§ **What to work on**
From the entries below, copy exactly the lines from the one that contains "pub trait SheetWriter" through the one that contains "its value underneath.", both included, and only those.

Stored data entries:
= = = =

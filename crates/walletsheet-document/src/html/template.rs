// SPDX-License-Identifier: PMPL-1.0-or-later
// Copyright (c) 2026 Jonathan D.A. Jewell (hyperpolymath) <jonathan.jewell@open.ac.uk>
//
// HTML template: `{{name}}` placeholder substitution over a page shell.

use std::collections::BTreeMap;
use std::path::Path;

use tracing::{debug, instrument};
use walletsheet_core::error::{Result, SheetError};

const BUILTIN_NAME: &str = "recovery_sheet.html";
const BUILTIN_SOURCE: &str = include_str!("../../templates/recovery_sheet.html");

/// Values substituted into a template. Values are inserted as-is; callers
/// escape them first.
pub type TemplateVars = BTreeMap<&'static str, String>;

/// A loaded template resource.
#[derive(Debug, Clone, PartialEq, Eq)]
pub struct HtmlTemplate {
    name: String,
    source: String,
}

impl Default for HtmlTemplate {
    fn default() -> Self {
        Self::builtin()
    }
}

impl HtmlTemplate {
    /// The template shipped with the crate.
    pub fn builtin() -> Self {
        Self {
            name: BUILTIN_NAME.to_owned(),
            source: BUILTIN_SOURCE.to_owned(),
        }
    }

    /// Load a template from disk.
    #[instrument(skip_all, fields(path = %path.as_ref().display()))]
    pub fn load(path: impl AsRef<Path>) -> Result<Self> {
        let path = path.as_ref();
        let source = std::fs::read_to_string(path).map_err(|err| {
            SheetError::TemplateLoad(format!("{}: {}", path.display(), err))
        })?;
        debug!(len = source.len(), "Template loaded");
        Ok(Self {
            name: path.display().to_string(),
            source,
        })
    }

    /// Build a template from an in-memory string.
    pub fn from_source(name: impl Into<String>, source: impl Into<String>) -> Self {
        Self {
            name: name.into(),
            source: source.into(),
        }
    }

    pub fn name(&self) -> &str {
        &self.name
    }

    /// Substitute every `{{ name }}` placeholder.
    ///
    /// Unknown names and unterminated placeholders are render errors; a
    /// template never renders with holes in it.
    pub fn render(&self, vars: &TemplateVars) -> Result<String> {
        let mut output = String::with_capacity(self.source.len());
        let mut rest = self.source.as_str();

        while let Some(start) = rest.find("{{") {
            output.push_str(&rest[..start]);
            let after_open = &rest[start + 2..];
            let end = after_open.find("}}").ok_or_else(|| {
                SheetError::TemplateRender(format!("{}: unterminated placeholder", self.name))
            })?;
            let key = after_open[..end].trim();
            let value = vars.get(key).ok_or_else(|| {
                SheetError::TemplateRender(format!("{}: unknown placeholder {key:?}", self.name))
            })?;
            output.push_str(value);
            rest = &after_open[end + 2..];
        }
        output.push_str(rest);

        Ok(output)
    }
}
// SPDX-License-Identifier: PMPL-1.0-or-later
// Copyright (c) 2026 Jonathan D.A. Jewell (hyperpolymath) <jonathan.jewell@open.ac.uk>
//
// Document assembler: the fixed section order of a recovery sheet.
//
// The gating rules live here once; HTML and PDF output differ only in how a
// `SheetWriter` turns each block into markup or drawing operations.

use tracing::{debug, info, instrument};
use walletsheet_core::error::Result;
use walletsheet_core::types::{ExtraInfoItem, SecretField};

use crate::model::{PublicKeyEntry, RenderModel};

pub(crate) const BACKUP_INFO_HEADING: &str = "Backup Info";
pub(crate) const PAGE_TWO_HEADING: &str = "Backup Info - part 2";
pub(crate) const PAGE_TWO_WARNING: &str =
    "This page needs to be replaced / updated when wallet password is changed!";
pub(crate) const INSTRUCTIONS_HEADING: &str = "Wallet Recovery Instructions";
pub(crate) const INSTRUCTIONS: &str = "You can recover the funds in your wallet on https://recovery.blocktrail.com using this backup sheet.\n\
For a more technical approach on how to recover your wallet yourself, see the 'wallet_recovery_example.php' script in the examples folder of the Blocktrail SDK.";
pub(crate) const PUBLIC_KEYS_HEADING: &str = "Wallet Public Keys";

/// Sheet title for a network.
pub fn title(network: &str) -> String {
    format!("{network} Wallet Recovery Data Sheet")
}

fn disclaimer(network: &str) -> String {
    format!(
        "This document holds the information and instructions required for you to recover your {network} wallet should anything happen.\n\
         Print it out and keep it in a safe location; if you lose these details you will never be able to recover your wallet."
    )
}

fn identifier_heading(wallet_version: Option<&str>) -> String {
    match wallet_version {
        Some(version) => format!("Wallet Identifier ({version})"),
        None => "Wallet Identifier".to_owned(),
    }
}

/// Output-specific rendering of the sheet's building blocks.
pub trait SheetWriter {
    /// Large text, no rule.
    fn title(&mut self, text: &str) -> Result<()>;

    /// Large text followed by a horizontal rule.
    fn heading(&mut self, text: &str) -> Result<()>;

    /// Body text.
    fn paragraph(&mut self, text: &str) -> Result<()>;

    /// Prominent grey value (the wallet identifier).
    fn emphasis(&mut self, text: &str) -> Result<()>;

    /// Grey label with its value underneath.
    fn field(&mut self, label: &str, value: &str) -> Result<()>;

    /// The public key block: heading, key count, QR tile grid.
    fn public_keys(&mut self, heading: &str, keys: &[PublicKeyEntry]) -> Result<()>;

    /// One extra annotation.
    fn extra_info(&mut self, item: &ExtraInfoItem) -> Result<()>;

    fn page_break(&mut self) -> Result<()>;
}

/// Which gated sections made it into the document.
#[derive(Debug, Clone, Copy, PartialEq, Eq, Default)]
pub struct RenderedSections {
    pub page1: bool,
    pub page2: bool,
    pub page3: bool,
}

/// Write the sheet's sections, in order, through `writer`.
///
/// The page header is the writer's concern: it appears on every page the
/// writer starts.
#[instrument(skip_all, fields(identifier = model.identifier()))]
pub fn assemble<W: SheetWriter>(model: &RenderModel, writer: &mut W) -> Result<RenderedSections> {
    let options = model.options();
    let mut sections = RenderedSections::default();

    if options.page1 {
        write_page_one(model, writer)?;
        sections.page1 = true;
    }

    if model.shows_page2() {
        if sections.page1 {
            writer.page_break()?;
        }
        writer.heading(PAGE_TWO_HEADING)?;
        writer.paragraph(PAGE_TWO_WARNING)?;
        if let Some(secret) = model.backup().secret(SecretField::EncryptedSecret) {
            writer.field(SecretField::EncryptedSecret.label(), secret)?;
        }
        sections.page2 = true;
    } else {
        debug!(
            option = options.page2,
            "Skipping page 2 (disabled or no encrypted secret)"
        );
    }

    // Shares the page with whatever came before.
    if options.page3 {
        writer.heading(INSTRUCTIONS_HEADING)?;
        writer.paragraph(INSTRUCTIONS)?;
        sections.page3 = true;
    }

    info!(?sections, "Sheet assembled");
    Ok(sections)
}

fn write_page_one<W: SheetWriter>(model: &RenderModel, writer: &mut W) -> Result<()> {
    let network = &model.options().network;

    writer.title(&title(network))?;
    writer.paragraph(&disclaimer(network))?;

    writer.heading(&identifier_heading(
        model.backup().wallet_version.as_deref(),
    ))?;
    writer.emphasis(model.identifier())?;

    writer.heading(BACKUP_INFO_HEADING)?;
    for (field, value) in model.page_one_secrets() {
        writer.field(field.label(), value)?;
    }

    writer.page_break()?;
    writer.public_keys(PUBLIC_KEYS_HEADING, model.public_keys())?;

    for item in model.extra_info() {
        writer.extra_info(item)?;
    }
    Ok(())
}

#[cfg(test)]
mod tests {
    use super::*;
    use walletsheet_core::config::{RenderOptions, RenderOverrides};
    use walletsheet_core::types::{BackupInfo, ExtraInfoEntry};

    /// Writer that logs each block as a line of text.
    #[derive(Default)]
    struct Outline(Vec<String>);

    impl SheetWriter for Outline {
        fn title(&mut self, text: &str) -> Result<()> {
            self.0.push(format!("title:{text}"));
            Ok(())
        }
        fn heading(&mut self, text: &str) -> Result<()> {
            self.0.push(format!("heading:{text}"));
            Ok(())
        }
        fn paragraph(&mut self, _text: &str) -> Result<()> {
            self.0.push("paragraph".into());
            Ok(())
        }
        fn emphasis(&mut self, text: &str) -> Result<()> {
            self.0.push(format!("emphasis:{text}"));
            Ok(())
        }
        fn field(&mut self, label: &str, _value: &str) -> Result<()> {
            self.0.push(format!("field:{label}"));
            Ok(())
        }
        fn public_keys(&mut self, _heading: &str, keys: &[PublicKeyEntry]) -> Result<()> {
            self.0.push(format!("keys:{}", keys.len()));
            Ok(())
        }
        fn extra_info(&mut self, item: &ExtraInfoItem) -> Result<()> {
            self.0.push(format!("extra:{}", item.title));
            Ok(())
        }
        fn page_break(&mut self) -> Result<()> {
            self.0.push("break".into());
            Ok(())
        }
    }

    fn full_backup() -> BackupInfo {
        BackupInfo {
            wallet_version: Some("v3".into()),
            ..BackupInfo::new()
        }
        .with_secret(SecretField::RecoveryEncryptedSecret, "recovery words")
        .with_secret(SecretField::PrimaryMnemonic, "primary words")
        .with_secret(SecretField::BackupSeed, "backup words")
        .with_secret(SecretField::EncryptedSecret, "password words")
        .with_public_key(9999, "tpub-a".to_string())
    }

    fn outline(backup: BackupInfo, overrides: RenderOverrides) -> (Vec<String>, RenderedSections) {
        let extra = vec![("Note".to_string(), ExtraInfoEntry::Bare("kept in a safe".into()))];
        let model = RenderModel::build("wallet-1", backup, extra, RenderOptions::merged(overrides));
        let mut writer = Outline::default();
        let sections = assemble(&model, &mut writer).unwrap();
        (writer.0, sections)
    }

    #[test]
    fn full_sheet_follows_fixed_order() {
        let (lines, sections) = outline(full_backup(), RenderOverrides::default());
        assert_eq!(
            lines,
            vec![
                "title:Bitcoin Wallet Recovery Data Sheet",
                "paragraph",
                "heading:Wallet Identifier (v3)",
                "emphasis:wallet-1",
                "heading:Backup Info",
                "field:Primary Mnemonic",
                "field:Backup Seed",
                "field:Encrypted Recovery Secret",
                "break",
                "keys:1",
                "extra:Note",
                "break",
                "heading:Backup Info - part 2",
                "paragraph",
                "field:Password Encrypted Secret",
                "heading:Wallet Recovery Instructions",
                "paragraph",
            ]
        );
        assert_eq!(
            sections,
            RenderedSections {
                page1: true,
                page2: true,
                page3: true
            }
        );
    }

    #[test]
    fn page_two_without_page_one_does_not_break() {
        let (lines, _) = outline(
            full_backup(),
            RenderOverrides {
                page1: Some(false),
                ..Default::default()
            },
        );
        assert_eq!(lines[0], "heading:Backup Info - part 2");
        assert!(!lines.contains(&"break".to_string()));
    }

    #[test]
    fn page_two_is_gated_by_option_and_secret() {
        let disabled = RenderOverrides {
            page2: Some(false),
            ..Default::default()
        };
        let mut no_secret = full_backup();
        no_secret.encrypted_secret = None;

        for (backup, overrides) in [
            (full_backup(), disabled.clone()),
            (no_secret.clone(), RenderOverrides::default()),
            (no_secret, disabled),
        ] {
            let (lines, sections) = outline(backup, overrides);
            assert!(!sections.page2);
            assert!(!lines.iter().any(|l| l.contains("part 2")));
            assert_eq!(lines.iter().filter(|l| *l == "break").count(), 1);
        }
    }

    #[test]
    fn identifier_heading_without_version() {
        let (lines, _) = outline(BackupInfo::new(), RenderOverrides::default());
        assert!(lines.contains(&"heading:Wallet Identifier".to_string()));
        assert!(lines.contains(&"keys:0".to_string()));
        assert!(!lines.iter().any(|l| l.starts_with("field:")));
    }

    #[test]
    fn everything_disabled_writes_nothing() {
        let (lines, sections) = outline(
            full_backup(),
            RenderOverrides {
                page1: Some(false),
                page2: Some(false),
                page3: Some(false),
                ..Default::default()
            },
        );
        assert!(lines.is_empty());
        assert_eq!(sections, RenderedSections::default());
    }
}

= = = =

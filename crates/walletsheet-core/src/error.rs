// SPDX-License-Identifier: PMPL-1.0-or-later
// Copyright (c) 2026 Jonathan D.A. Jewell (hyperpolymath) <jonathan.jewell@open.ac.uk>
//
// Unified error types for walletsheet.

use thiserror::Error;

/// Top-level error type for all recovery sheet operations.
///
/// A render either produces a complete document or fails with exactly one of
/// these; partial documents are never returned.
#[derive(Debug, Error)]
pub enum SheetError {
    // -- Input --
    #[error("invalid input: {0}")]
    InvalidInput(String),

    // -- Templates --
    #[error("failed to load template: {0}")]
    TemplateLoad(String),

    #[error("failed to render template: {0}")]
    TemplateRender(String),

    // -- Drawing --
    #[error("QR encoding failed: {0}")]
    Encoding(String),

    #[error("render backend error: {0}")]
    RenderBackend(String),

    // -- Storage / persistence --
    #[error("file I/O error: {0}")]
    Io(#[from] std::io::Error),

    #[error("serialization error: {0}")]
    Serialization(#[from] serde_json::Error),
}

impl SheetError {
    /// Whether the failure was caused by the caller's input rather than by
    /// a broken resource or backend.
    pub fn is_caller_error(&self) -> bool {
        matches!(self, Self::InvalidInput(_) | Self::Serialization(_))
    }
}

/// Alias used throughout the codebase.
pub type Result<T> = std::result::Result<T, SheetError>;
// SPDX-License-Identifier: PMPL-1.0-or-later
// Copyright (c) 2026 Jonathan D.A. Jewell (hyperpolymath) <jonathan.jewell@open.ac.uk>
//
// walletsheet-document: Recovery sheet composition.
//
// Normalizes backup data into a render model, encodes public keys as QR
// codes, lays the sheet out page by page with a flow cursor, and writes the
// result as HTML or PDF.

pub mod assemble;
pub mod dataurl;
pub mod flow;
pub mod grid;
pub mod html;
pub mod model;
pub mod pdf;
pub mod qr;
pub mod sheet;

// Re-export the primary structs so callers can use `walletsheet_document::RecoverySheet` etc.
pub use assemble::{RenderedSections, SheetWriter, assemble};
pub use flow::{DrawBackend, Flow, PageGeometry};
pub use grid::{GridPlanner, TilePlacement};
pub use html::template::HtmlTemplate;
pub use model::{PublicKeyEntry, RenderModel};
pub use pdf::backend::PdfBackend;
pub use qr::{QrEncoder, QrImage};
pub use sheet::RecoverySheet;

= = = =

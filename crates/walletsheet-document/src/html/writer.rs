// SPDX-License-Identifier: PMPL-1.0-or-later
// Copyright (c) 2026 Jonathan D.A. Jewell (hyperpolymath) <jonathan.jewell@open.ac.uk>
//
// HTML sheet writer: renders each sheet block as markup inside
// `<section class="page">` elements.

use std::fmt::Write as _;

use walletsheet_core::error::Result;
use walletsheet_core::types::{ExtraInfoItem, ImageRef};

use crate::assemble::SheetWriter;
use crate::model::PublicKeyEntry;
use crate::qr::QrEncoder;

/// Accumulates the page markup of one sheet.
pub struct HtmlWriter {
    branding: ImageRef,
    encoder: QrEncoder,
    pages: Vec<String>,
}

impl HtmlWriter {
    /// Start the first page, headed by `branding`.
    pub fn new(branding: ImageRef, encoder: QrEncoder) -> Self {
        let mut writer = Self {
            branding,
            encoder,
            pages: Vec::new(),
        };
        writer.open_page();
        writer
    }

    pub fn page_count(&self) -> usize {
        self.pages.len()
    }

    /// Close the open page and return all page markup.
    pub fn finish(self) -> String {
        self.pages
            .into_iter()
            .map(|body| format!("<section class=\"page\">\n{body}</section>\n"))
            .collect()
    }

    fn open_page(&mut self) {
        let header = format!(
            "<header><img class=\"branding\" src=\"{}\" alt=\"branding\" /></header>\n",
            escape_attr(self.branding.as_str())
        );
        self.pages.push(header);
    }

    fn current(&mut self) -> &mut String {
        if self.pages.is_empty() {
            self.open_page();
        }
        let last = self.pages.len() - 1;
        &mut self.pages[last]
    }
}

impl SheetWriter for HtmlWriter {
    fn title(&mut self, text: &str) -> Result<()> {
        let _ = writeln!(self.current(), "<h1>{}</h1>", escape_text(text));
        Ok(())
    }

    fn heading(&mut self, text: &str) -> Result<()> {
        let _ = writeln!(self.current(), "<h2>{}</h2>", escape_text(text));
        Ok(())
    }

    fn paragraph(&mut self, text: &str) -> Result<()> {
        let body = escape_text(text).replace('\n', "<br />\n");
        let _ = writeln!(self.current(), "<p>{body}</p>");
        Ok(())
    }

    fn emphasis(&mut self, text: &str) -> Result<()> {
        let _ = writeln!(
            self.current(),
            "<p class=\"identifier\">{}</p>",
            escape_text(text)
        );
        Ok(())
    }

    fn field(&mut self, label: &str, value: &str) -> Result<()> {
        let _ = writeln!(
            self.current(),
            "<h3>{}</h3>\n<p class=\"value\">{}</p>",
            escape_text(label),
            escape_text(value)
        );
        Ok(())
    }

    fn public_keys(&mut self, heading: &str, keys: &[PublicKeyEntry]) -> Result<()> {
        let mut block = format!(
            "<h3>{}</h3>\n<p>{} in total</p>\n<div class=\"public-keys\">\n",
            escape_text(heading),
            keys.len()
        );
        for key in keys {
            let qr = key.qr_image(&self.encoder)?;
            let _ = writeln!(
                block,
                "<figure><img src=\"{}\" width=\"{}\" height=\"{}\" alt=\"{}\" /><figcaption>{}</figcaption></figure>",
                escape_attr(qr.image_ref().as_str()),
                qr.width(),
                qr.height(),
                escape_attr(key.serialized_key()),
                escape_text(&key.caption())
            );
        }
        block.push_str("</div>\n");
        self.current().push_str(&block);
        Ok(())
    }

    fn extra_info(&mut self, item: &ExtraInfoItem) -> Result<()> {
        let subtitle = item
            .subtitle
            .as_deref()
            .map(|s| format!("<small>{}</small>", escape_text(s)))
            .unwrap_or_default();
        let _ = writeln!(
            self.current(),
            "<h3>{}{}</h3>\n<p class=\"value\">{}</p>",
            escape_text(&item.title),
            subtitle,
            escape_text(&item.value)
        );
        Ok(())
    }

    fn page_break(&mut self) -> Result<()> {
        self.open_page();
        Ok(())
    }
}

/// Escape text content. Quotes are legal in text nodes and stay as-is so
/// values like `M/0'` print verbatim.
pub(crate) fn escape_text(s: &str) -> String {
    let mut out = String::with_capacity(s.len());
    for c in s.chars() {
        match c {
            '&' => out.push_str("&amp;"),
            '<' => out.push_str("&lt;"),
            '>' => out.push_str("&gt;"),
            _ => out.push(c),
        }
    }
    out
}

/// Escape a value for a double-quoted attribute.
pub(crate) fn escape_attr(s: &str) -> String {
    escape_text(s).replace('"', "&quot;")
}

= = = =

§ **Completed exercise**
pub trait SheetWriter {
    /// Large text, no rule.
    fn title(&mut self, text: &str) -> Result<()>;

    /// Large text followed by a horizontal rule.
    fn heading(&mut self, text: &str) -> Result<()>;

    /// Body text.
    fn paragraph(&mut self, text: &str) -> Result<()>;

    /// Prominent grey value (the wallet identifier).
    fn emphasis(&mut self, text: &str) -> Result<()>;

    /// Grey label with its value underneath.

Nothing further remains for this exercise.